Crystalline lens injuries during the implant injection procedure have been previously reported, with an incidence of 0.009%. In contrast to regular intravitreal injection, Ozurdex uses a 22-gauge delivery system that propels the copolymer pellet with high speed into the vitreous cavity. The risk of an inadvertent lens injury increases if the physician uses an improper injection technique, is inexperienced or in training, and/or if the patient’s head is suddenly moved during the injection(8). In this case, an improper technique, which caused anterior movement of the Ozurdex delivery system during injection, resulted in the crystalline lens injury. In previous reports of similar complications, immediate surgical intervention has been suggested if the lens injury leads to significant cataract formation, sudden IOP increase, and/or corneal decompensation(9).
In this case, we followed a more conservative approach because IOP was stable, specular microscopy findings were normal, and no immediate cataract formation was present; these characteristics were similar to those of the patient described by Baskan et al.(10).

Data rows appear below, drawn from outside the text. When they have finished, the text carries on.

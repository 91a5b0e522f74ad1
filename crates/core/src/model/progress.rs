use std::collections::BTreeMap;
use std::sync::Arc;

use thiserror::Error;

use crate::model::ids::StepId;
use crate::model::step::CourseStep;

/// Number of steps in the bundled course.
pub const DEFAULT_TOTAL_STEPS: usize = 4;

//
// ─── ERRORS ────────────────────────────────────────────────────────────────────
//

#[derive(Debug, Error, Clone, PartialEq, Eq)]
#[non_exhaustive]
pub enum ProgressError {
    #[error("a course needs at least one step")]
    NoSteps,
}

//
// ─── ACTIONS ───────────────────────────────────────────────────────────────────
//

/// The closed set of transitions accepted by [`ProgressState::reduce`].
#[derive(Debug, Clone, PartialEq)]
pub enum CourseAction {
    SetCurrentStep(usize),
    SetStepData {
        index: usize,
        data: Arc<CourseStep>,
    },
    MarkStepComplete(usize),
    SetQuizScore {
        quiz_id: StepId,
        score: u8,
    },
    SetLoading {
        loading: bool,
        step: Option<usize>,
    },
    Restart,
}

//
// ─── STEP STATUS ───────────────────────────────────────────────────────────────
//

#[derive(Debug, Clone, Copy, PartialEq, Eq)]
pub enum StepStatus {
    Completed,
    Current,
    Available,
    Locked,
}

impl StepStatus {
    #[must_use]
    pub fn as_str(self) -> &'static str {
        match self {
            StepStatus::Completed => "completed",
            StepStatus::Current => "current",
            StepStatus::Available => "available",
            StepStatus::Locked => "locked",
        }
    }

    /// Whether the tracker lets the learner jump to a step in this state.
    #[must_use]
    pub fn is_selectable(self) -> bool {
        !matches!(self, StepStatus::Locked)
    }
}

//
// ─── STATE ─────────────────────────────────────────────────────────────────────
//

/// Course progress for one learner session.
///
/// Values are never mutated in place; every transition goes through `reduce`,
/// which returns the next state.
#[derive(Debug, Clone, PartialEq)]
pub struct ProgressState {
    current_step: usize,
    total_steps: usize,
    steps: Vec<Option<Arc<CourseStep>>>,
    step_progress: BTreeMap<usize, bool>,
    quiz_scores: BTreeMap<StepId, u8>,
    is_loading: bool,
    loading_step: Option<usize>,
}

impl ProgressState {
    /// Creates a fresh state positioned on the first step.
    ///
    /// # Errors
    ///
    /// Returns `ProgressError::NoSteps` when `total_steps` is zero.
    pub fn new(total_steps: usize) -> Result<Self, ProgressError> {
        if total_steps == 0 {
            return Err(ProgressError::NoSteps);
        }
        Ok(Self::fresh(total_steps))
    }

    fn fresh(total_steps: usize) -> Self {
        Self {
            current_step: 0,
            total_steps,
            steps: vec![None; total_steps],
            step_progress: BTreeMap::new(),
            quiz_scores: BTreeMap::new(),
            is_loading: false,
            loading_step: None,
        }
    }

    /// Applies one action and returns the resulting state.
    ///
    /// Navigation to a locked or out-of-range step, and data or completion for an
    /// out-of-range index, leave the state unchanged.
    #[must_use]
    pub fn reduce(&self, action: CourseAction) -> Self {
        match action {
            CourseAction::SetCurrentStep(index) => {
                if index >= self.total_steps || !self.can_navigate_to_step(index) {
                    return self.clone();
                }
                Self {
                    current_step: index,
                    ..self.clone()
                }
            }
            CourseAction::SetStepData { index, data } => {
                if index >= self.total_steps {
                    return self.clone();
                }
                let mut steps = self.steps.clone();
                steps[index] = Some(data);
                Self {
                    steps,
                    ..self.clone()
                }
            }
            CourseAction::MarkStepComplete(index) => {
                if index >= self.total_steps {
                    return self.clone();
                }
                let mut step_progress = self.step_progress.clone();
                step_progress.insert(index, true);
                Self {
                    step_progress,
                    ..self.clone()
                }
            }
            CourseAction::SetQuizScore { quiz_id, score } => {
                let mut quiz_scores = self.quiz_scores.clone();
                quiz_scores.insert(quiz_id, score.min(100));
                Self {
                    quiz_scores,
                    ..self.clone()
                }
            }
            CourseAction::SetLoading { loading, step } => Self {
                is_loading: loading,
                loading_step: if loading { step } else { None },
                ..self.clone()
            },
            CourseAction::Restart => Self::fresh(self.total_steps),
        }
    }

    #[must_use]
    pub fn current_step(&self) -> usize {
        self.current_step
    }

    #[must_use]
    pub fn total_steps(&self) -> usize {
        self.total_steps
    }

    #[must_use]
    pub fn is_loading(&self) -> bool {
        self.is_loading
    }

    #[must_use]
    pub fn loading_step(&self) -> Option<usize> {
        self.loading_step
    }

    /// True while the given step is the one being loaded.
    #[must_use]
    pub fn is_loading_step(&self, index: usize) -> bool {
        self.is_loading && self.loading_step == Some(index)
    }

    #[must_use]
    pub fn step_data(&self, index: usize) -> Option<&Arc<CourseStep>> {
        self.steps.get(index).and_then(Option::as_ref)
    }

    #[must_use]
    pub fn current_step_data(&self) -> Option<&Arc<CourseStep>> {
        self.step_data(self.current_step)
    }

    #[must_use]
    pub fn is_step_complete(&self, index: usize) -> bool {
        self.step_progress.get(&index).copied().unwrap_or(false)
    }

    #[must_use]
    pub fn quiz_score(&self, quiz_id: &StepId) -> Option<u8> {
        self.quiz_scores.get(quiz_id).copied()
    }

    #[must_use]
    pub fn quiz_scores(&self) -> &BTreeMap<StepId, u8> {
        &self.quiz_scores
    }

    /// Step 0 is always reachable; any later step needs every earlier step complete.
    #[must_use]
    pub fn can_navigate_to_step(&self, index: usize) -> bool {
        (0..index).all(|i| self.is_step_complete(i))
    }

    #[must_use]
    pub fn completed_count(&self) -> usize {
        self.step_progress.values().filter(|done| **done).count()
    }

    /// Overall completion as a rounded percentage.
    #[must_use]
    pub fn overall_progress(&self) -> u8 {
        rounded_percent(self.completed_count(), self.total_steps)
    }

    #[must_use]
    pub fn is_course_complete(&self) -> bool {
        self.completed_count() >= self.total_steps
    }

    #[must_use]
    pub fn has_next_step(&self) -> bool {
        self.current_step + 1 < self.total_steps
    }

    #[must_use]
    pub fn step_status(&self, index: usize) -> StepStatus {
        if self.is_step_complete(index) {
            StepStatus::Completed
        } else if index == self.current_step {
            StepStatus::Current
        } else if self.can_navigate_to_step(index) {
            StepStatus::Available
        } else {
            StepStatus::Locked
        }
    }
}

impl Default for ProgressState {
    fn default() -> Self {
        Self::fresh(DEFAULT_TOTAL_STEPS)
    }
}

/// `round(100 * part / whole)` with halves rounded up; zero when `whole` is zero.
#[must_use]
pub fn rounded_percent(part: usize, whole: usize) -> u8 {
    if whole == 0 {
        return 0;
    }
    let part = part.min(whole);
    let pct = (200 * part + whole) / (2 * whole);
    u8::try_from(pct).unwrap_or(100)
}

//
// ─── TESTS ─────────────────────────────────────────────────────────────────────
//

#[cfg(test)]
mod tests {
    use super::*;
    use proptest::prelude::*;

    fn complete(state: &ProgressState, indices: &[usize]) -> ProgressState {
        indices.iter().fold(state.clone(), |s, i| {
            s.reduce(CourseAction::MarkStepComplete(*i))
        })
    }

    #[test]
    fn zero_steps_is_rejected() {
        assert_eq!(ProgressState::new(0).unwrap_err(), ProgressError::NoSteps);
    }

    #[test]
    fn first_step_is_always_navigable() {
        let state = ProgressState::default();
        assert!(state.can_navigate_to_step(0));
        assert!(!state.can_navigate_to_step(1));
    }

    #[test]
    fn locked_navigation_is_ignored() {
        let state = ProgressState::default();
        let next = state.reduce(CourseAction::SetCurrentStep(2));
        assert_eq!(next, state);
    }

    #[test]
    fn out_of_range_navigation_is_ignored() {
        let state = complete(&ProgressState::default(), &[0, 1, 2, 3]);
        let next = state.reduce(CourseAction::SetCurrentStep(4));
        assert_eq!(next.current_step(), 0);
    }

    #[test]
    fn navigation_follows_completion() {
        let state = complete(&ProgressState::default(), &[0]);
        let next = state.reduce(CourseAction::SetCurrentStep(1));
        assert_eq!(next.current_step(), 1);
        assert_eq!(state.current_step(), 0);
    }

    #[test]
    fn overall_progress_rounds() {
        let state = ProgressState::new(3).unwrap();
        assert_eq!(state.overall_progress(), 0);
        let state = complete(&state, &[0]);
        assert_eq!(state.overall_progress(), 33);
        let state = complete(&state, &[1]);
        assert_eq!(state.overall_progress(), 67);
        let state = complete(&state, &[2]);
        assert_eq!(state.overall_progress(), 100);
        assert!(state.is_course_complete());
    }

    #[test]
    fn loading_off_clears_step() {
        let state = ProgressState::default().reduce(CourseAction::SetLoading {
            loading: true,
            step: Some(2),
        });
        assert!(state.is_loading_step(2));
        let state = state.reduce(CourseAction::SetLoading {
            loading: false,
            step: Some(2),
        });
        assert!(!state.is_loading());
        assert_eq!(state.loading_step(), None);
    }

    #[test]
    fn scores_are_clamped() {
        let id = StepId::for_index(1);
        let state = ProgressState::default().reduce(CourseAction::SetQuizScore {
            quiz_id: id.clone(),
            score: 140,
        });
        assert_eq!(state.quiz_score(&id), Some(100));
    }

    #[test]
    fn restart_clears_everything_but_size() {
        let state = complete(&ProgressState::new(2).unwrap(), &[0])
            .reduce(CourseAction::SetCurrentStep(1))
            .reduce(CourseAction::SetQuizScore {
                quiz_id: StepId::for_index(1),
                score: 50,
            });
        let reset = state.reduce(CourseAction::Restart);
        assert_eq!(reset, ProgressState::new(2).unwrap());
    }

    #[test]
    fn step_status_precedence() {
        let state = complete(&ProgressState::default(), &[0])
            .reduce(CourseAction::SetCurrentStep(1));
        assert_eq!(state.step_status(0), StepStatus::Completed);
        assert_eq!(state.step_status(1), StepStatus::Current);
        assert_eq!(state.step_status(2), StepStatus::Locked);

        let back = state.reduce(CourseAction::SetCurrentStep(0));
        assert_eq!(back.step_status(1), StepStatus::Available);
    }

    #[test]
    fn rounded_percent_rounds_half_up() {
        assert_eq!(rounded_percent(1, 8), 13);
        assert_eq!(rounded_percent(1, 2), 50);
        assert_eq!(rounded_percent(0, 0), 0);
    }

    proptest! {
        #[test]
        fn gating_matches_prefix_completion(
            done in proptest::collection::vec(any::<bool>(), DEFAULT_TOTAL_STEPS),
            target in 0..DEFAULT_TOTAL_STEPS + 2,
        ) {
            let indices: Vec<usize> = done
                .iter()
                .enumerate()
                .filter_map(|(i, d)| d.then_some(i))
                .collect();
            let state = complete(&ProgressState::default(), &indices);
            let expected = (0..target).all(|i| done.get(i).copied().unwrap_or(false));
            prop_assert_eq!(state.can_navigate_to_step(target), expected);
        }
    }
}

Crystalline lens injury due to intravitreal Ozurdex is a rare complication that is typically attributed to the injection procedure. An immediate surgical or conservative approach should be considered on an individual basis. Factors to consider in such cases include the following: increased IOP, cataract formation, corneal endothelium toxicity, and worsening of CME. Although the situation could be resolved by phacoemulsification with implantation of a sulcus IOL, the surgeon should be prepared to perform pars plana vitrectomy if surgical complications arise.